▸ GOAL OF THE EXERCISE: Reply with one number only: the count of lines below that contain the word "NaiveDate".

▸ INPUT RECORDS:

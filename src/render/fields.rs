// src/render/fields.rs
//! Display projections for individual extracted fields. All functions are
//! total: null and unparseable input produce a fallback, never a panic.

use chrono::{DateTime, NaiveDate, TimeZone, Utc};
use url::{ParseError, Url};

use crate::types::ExtractionSummary;

pub const NOT_SPECIFIED: &str = "Not specified";
pub const LINK_NOT_PROVIDED: &str = "Not provided";
const CURRENCY_SYMBOL: &str = "₹";
const URGENT_WITHIN_DAYS: i64 = 7;
const MILLIS_PER_DAY: i64 = 24 * 60 * 60 * 1000;

/// Numeric forms are read day-first (`dd/mm/yyyy`).
const DATE_FORMATS: &[&str] = &[
    "%Y-%m-%d",
    "%Y/%m/%d",
    "%d-%m-%Y",
    "%d/%m/%Y",
    "%d.%m.%Y",
    "%d %B %Y",
    "%d %b %Y",
    "%d %B, %Y",
    "%B %d, %Y",
    "%b %d, %Y",
];

/// Prefix a bare amount with the rupee symbol. Values that already name a
/// currency, and free text, are returned unchanged.
pub fn format_salary(salary: Option<&str>) -> String {
    let Some(raw) = salary.map(str::trim).filter(|s| !s.is_empty()) else {
        return NOT_SPECIFIED.to_string();
    };

    if is_bare_amount(raw) {
        format!("{}{}", CURRENCY_SYMBOL, raw)
    } else {
        raw.to_string()
    }
}

/// Digits with optional thousands separators and an optional decimal part.
fn is_bare_amount(value: &str) -> bool {
    let (whole, fraction) = match value.split_once('.') {
        Some((whole, fraction)) => (whole, Some(fraction)),
        None => (value, None),
    };
    let whole_ok = !whole.is_empty()
        && whole.chars().all(|c| c.is_ascii_digit() || c == ',')
        && whole.chars().next().is_some_and(|c| c.is_ascii_digit());
    let fraction_ok = fraction.map_or(true, |f| !f.is_empty() && f.chars().all(|c| c.is_ascii_digit()));
    whole_ok && fraction_ok
}

pub fn parse_deadline(deadline: &str) -> Option<NaiveDate> {
    let trimmed = deadline.trim();
    if trimmed.is_empty() {
        return None;
    }
    if let Ok(ts) = DateTime::parse_from_rfc3339(trimmed) {
        return Some(ts.date_naive());
    }
    DATE_FORMATS
        .iter()
        .find_map(|format| NaiveDate::parse_from_str(trimmed, format).ok())
}

/// Long-form date such as `10 January 2025`, or the input unchanged when it
/// is not a recognizable date.
pub fn format_deadline(deadline: Option<&str>) -> String {
    match deadline {
        None => NOT_SPECIFIED.to_string(),
        Some(raw) if raw.trim().is_empty() => NOT_SPECIFIED.to_string(),
        Some(raw) => match parse_deadline(raw) {
            Some(date) => date.format("%-d %B %Y").to_string(),
            None => raw.to_string(),
        },
    }
}

pub fn is_deadline_urgent(deadline: Option<&str>) -> bool {
    is_deadline_urgent_at(deadline, Utc::now())
}

/// The instant a deadline falls due. Timestamps keep their time and offset;
/// date-only values fall due at midnight UTC.
pub fn deadline_instant(deadline: &str) -> Option<DateTime<Utc>> {
    if let Ok(ts) = DateTime::parse_from_rfc3339(deadline.trim()) {
        return Some(ts.with_timezone(&Utc));
    }
    parse_deadline(deadline)
        .and_then(|date| date.and_hms_opt(0, 0, 0))
        .map(|midnight| midnight.and_utc())
}

/// True when the deadline is between 1 and 7 whole days away, counting
/// partial days as a full day.
pub fn is_deadline_urgent_at(deadline: Option<&str>, now: DateTime<Utc>) -> bool {
    let Some(due) = deadline.and_then(deadline_instant) else {
        return false;
    };

    let millis = (due - now).num_milliseconds();
    let days = if millis > 0 {
        (millis + MILLIS_PER_DAY - 1) / MILLIS_PER_DAY
    } else {
        millis / MILLIS_PER_DAY
    };
    days > 0 && days <= URGENT_WITHIN_DAYS
}

#[derive(Debug, Clone, PartialEq, Eq)]
pub enum ApplicationLink {
    Absent,
    Link { text: String, href: String },
}

impl ApplicationLink {
    pub fn text(&self) -> &str {
        match self {
            Self::Absent => LINK_NOT_PROVIDED,
            Self::Link { text, .. } => text,
        }
    }

    pub fn href(&self) -> Option<&str> {
        match self {
            Self::Absent => None,
            Self::Link { href, .. } => Some(href),
        }
    }
}

/// Host-only link text; the target keeps the full URL, gaining `https://`
/// when no scheme is present. Input that is not a URL even with the prefix
/// is shown and linked as given.
pub fn normalize_application_url(url: Option<&str>) -> ApplicationLink {
    let Some(raw) = url.map(str::trim).filter(|u| !u.is_empty()) else {
        return ApplicationLink::Absent;
    };

    match parse_link(raw) {
        Some((parsed, href)) => ApplicationLink::Link {
            text: link_text(&parsed),
            href,
        },
        None => ApplicationLink::Link {
            text: raw.to_string(),
            href: raw.to_string(),
        },
    }
}

fn parse_link(raw: &str) -> Option<(Url, String)> {
    match Url::parse(raw) {
        Ok(parsed) if parsed.host_str().is_some() => Some((parsed, raw.to_string())),
        // `host:8080/path` parses with the host as its scheme.
        Ok(parsed) if !parsed.path().starts_with(|c: char| c.is_ascii_digit()) => None,
        Ok(_) | Err(ParseError::RelativeUrlWithoutBase) => {
            let href = format!("https://{}", raw);
            Url::parse(&href)
                .ok()
                .filter(|parsed| parsed.host_str().is_some())
                .map(|parsed| (parsed, href))
        }
        Err(_) => None,
    }
}

fn link_text(url: &Url) -> String {
    let host = url.host_str().unwrap_or_default();
    match url.port() {
        Some(port) => format!("{}:{}", host, port),
        None => host.to_string(),
    }
}

pub fn extracted_field_count(summary: &ExtractionSummary) -> usize {
    summary.extracted_fields.values().filter(|present| **present).count()
}

/// Time of day the service finished parsing, in `tz`.
pub fn format_processed_time<Tz: TimeZone>(summary: &ExtractionSummary, tz: &Tz) -> String
where
    Tz::Offset: std::fmt::Display,
{
    match summary.parsed_timestamp() {
        Some(ts) => ts.with_timezone(tz).format("%H:%M:%S").to_string(),
        None => summary.parsing_timestamp.clone(),
    }
}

▸ WRITTEN SOLUTION: 3